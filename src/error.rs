//! Error type shared by every NTRU operation.

use thiserror::Error;

#[derive(Error, Debug, Clone, PartialEq, Eq)]
pub enum NtruError {
    #[error("Invalid parameter: {0}")]
    InvalidParameter(String),

    #[error("Gave up on {what} after {attempts} attempts")]
    GenerationExhausted { what: &'static str, attempts: u32 },

    #[error("Decryption failed: message integrity check did not pass")]
    DecodeIntegrityFailure,

    #[error("Serialization failure: {0}")]
    SerializationFailure(String),
}

/// Result type for NTRU operations.
pub type Result<T> = std::result::Result<T, NtruError>;
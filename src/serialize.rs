//! Bit packing for keys and ciphertexts.
//!
//! Values are written big-endian: most significant bit first, first value
//! first, with the final byte zero-padded. A ciphertext is `N` coefficients
//! at `log2(q)` bits each; private keys reuse the same packing for index
//! lists.

use crate::error::{NtruError, Result};
use crate::poly::Poly;

/// Bytes needed for `count` values of `bits` bits.
pub fn packed_len(count: usize, bits: u32) -> usize {
    (count * bits as usize + 7) / 8
}

/// Packs the low `bits` bits of every value.
pub fn pack_bits<I: IntoIterator<Item = u32>>(values: I, bits: u32, out: &mut Vec<u8>) {
    let mut acc: u64 = 0;
    let mut pending: u32 = 0;
    let mask = (1u64 << bits) - 1;
    for v in values {
        acc = (acc << bits) | (u64::from(v) & mask);
        pending += bits;
        while pending >= 8 {
            pending -= 8;
            out.push((acc >> pending) as u8);
        }
        acc &= (1u64 << pending) - 1;
    }
    if pending > 0 {
        out.push((acc << (8 - pending)) as u8);
    }
}

/// Reads `count` values of `bits` bits. The caller checks the length.
pub fn unpack_bits(data: &[u8], count: usize, bits: u32) -> Vec<u32> {
    let mut values = Vec::with_capacity(count);
    let mut acc: u64 = 0;
    let mut avail: u32 = 0;
    let mut bytes = data.iter();
    let mask = (1u64 << bits) - 1;
    while values.len() < count {
        while avail < bits {
            let b = bytes.next().copied().unwrap_or(0);
            acc = (acc << 8) | u64::from(b);
            avail += 8;
        }
        avail -= bits;
        values.push(((acc >> avail) & mask) as u32);
        acc &= (1u64 << avail) - 1;
    }
    values
}

/// Serializes a polynomial mod `q` (coefficients already in `[0, q)`).
pub fn pack_coeffs(p: &Poly, q: u16) -> Vec<u8> {
    let bits = q.trailing_zeros();
    let mut out = Vec::with_capacity(packed_len(p.n(), bits));
    pack_bits(p.coeffs.iter().map(|&c| c as u32), bits, &mut out);
    out
}

/// Deserializes a degree-`n` polynomial mod `q`.
pub fn unpack_coeffs(data: &[u8], n: usize, q: u16) -> Result<Poly> {
    let bits = q.trailing_zeros();
    let expected = packed_len(n, bits);
    if data.len() != expected {
        return Err(NtruError::SerializationFailure(format!(
            "expected {expected} bytes for {n} coefficients mod {q}, got {}",
            data.len()
        )));
    }
    let coeffs = unpack_bits(data, n, bits)
        .into_iter()
        .map(|c| c as i32)
        .collect();
    Ok(Poly::from_coeffs(coeffs))
}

» **What you have to do**
Repeat the data word for word.

» **Task answer**
filename src/error.rs
//! Error type shared by every NTRU operation.

use thiserror::Error;

#[derive(Error, Debug, Clone, PartialEq, Eq)]
pub enum NtruError {
    #[error("Invalid parameter: {0}")]
    InvalidParameter(String),

    #[error("Gave up on {what} after {attempts} attempts")]
    GenerationExhausted { what: &'static str, attempts: u32 },

    #[error("Decryption failed: message integrity check did not pass")]
    DecodeIntegrityFailure,

    #[error("Serialization failure: {0}")]
    SerializationFailure(String),
}

/// Result type for NTRU operations.
pub type Result<T> = std::result::Result<T, NtruError>;
filename src/serialize.rs
//! Bit packing for keys and ciphertexts.
//!
//! Values are written big-endian: most significant bit first, first value
//! first, with the final byte zero-padded. A ciphertext is `N` coefficients
//! at `log2(q)` bits each; private keys reuse the same packing for index
//! lists.

use crate::error::{NtruError, Result};
use crate::poly::Poly;

/// Bytes needed for `count` values of `bits` bits.
pub fn packed_len(count: usize, bits: u32) -> usize {
    (count * bits as usize + 7) / 8
}

/// Packs the low `bits` bits of every value.
pub fn pack_bits<I: IntoIterator<Item = u32>>(values: I, bits: u32, out: &mut Vec<u8>) {
    let mut acc: u64 = 0;
    let mut pending: u32 = 0;
    let mask = (1u64 << bits) - 1;
    for v in values {
        acc = (acc << bits) | (u64::from(v) & mask);
        pending += bits;
        while pending >= 8 {
            pending -= 8;
            out.push((acc >> pending) as u8);
        }
        acc &= (1u64 << pending) - 1;
    }
    if pending > 0 {
        out.push((acc << (8 - pending)) as u8);
    }
}

/// Reads `count` values of `bits` bits. The caller checks the length.
pub fn unpack_bits(data: &[u8], count: usize, bits: u32) -> Vec<u32> {
    let mut values = Vec::with_capacity(count);
    let mut acc: u64 = 0;
    let mut avail: u32 = 0;
    let mut bytes = data.iter();
    let mask = (1u64 << bits) - 1;
    while values.len() < count {
        while avail < bits {
            let b = bytes.next().copied().unwrap_or(0);
            acc = (acc << 8) | u64::from(b);
            avail += 8;
        }
        avail -= bits;
        values.push(((acc >> avail) & mask) as u32);
        acc &= (1u64 << avail) - 1;
    }
    values
}

/// Serializes a polynomial mod `q` (coefficients already in `[0, q)`).
pub fn pack_coeffs(p: &Poly, q: u16) -> Vec<u8> {
    let bits = q.trailing_zeros();
    let mut out = Vec::with_capacity(packed_len(p.n(), bits));
    pack_bits(p.coeffs.iter().map(|&c| c as u32), bits, &mut out);
    out
}

/// Deserializes a degree-`n` polynomial mod `q`.
pub fn unpack_coeffs(data: &[u8], n: usize, q: u16) -> Result<Poly> {
    let bits = q.trailing_zeros();
    let expected = packed_len(n, bits);
    if data.len() != expected {
        return Err(NtruError::SerializationFailure(format!(
            "expected {expected} bytes for {n} coefficients mod {q}, got {}",
            data.len()
        )));
    }
    let coeffs = unpack_bits(data, n, bits)
        .into_iter()
        .map(|c| c as i32)
        .collect();
    Ok(Poly::from_coeffs(coeffs))
}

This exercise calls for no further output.